Low conversion rate is most likely due to the quality of traffic being driven. Account structure, lack of negative key-wording, poor landing pages and/or a bad checkout process can contribute to this. Lower conversion rate is indicative of campaign mismanagement, but also carries with it additional negative campaign repercussion including lower quality scores, overpaying for CPCs and ad position, and costly clicks from ads being served to irrelevant search queries.

flag-159454_640Goal Completions – Whatever your PPC goal is- purchase transactions, form fill-outs, email sign ups, downloads,etc. goal completion success is an indicator of overall campaign success. If your ads aren’t generating sales, downloads, etc. they aren’t fulfilling their primary objective. Low goal completions are likely due to faulty campaign structure, management, or other fixable PPC campaign elements.

Poor Click Through Rate (CTR) – Paid ads are designed and promoted to be clicked on. Impressions lead to clicks, which ideally translate to sales for your online store. Click through rate is a factor which coupled with sales and other revenue metrics is indicative of success.

As with all success metrics, consider click through rate alongside your goals and impacting metrics. High click through rate on its own doesn’t mean your campaign is performing successfully. Click through rate needs to be combined with profitable or well converting campaigns for PPC success. For example, a product/campaign that historically doesn’t convert well for you isn’t actually a problem.

Limited Impression Share – Limited impression share is a marker that your paid search campaign has room for growth.

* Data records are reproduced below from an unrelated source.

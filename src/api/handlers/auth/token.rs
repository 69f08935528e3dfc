//! Sign-out and refresh-token rotation endpoints.

use axum::{
    Json,
    extract::{Extension, rejection::JsonRejection},
    http::StatusCode,
    response::IntoResponse,
};
use std::sync::Arc;
use tracing::instrument;

use super::{
    state::AuthState,
    types::{RefreshRequest, SignOutRequest, TokenPair},
};

#[utoipa::path(
    post,
    path = "/api/token/sign-out",
    request_body = SignOutRequest,
    responses(
        (status = 204, description = "Session revoked, or there was none"),
        (status = 400, description = "Missing payload"),
        (status = 401, description = "Missing or invalid system token"),
    ),
    security(("system_token" = [])),
    tag = "token"
)]
#[instrument(skip_all)]
pub async fn sign_out(
    auth_state: Extension<Arc<AuthState>>,
    payload: Result<Json<SignOutRequest>, JsonRejection>,
) -> impl IntoResponse {
    let Ok(Json(request)) = payload else {
        return (StatusCode::BAD_REQUEST, "Missing payload".to_string()).into_response();
    };

    auth_state
        .manager()
        .sign_out(&request.access_token, &request.refresh_token)
        .await;
    StatusCode::NO_CONTENT.into_response()
}

#[utoipa::path(
    post,
    path = "/api/token/refresh",
    request_body = RefreshRequest,
    responses(
        (status = 200, description = "New token pair; the previous pair is revoked", body = TokenPair),
        (status = 400, description = "Missing payload"),
        (status = 401, description = "Refresh token unknown, used or expired"),
        (status = 503, description = "Token generation failed"),
    ),
    security(("system_token" = [])),
    tag = "token"
)]
#[instrument(skip_all)]
pub async fn refresh(
    auth_state: Extension<Arc<AuthState>>,
    payload: Result<Json<RefreshRequest>, JsonRejection>,
) -> impl IntoResponse {
    let Ok(Json(request)) = payload else {
        return (StatusCode::BAD_REQUEST, "Missing payload".to_string()).into_response();
    };

    match auth_state.manager().refresh(&request.refresh_token).await {
        Ok(pair) => (StatusCode::OK, Json(pair)).into_response(),
        Err(err) => err.into_response(),
    }
}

Your PPC campaign isn’t hemorrhaging money, but you are missing out on impressions- which means you’re missing out on potential sales and revenue.

Low impression share is only an issue for campaigns/keywords that are profitable/converting well. If they aren’t then it’s a non-issue.

This measurement is reliant on the match of the keywords in said campaigns which can impact the insight from this metric. For example an exact match campaign for our best sellers might be targeting a 100% impression share (because it’s profitable). However a broad match campaign for the same products might target 30% because the objective of the broad matches is discovery rather than capitalizing on proven profitable keywords.

Low ROI –  Advertising costs should directly correlate with your profit margins. Established ROI goals should be met to maintain profitability. You need to make sure that the revenue from a potential order justifies the associated advertising cost. For example, you wouldn’t maintain a $0.50 cent bid on a $2 product.

Monitor your ROI across all of your campaigns, and on a holistic level. If you’re not meeting ROI goals across the board of for individual campaigns consistently, its likely an indicator that there is room for improvement. And it means that you’re losing profitability.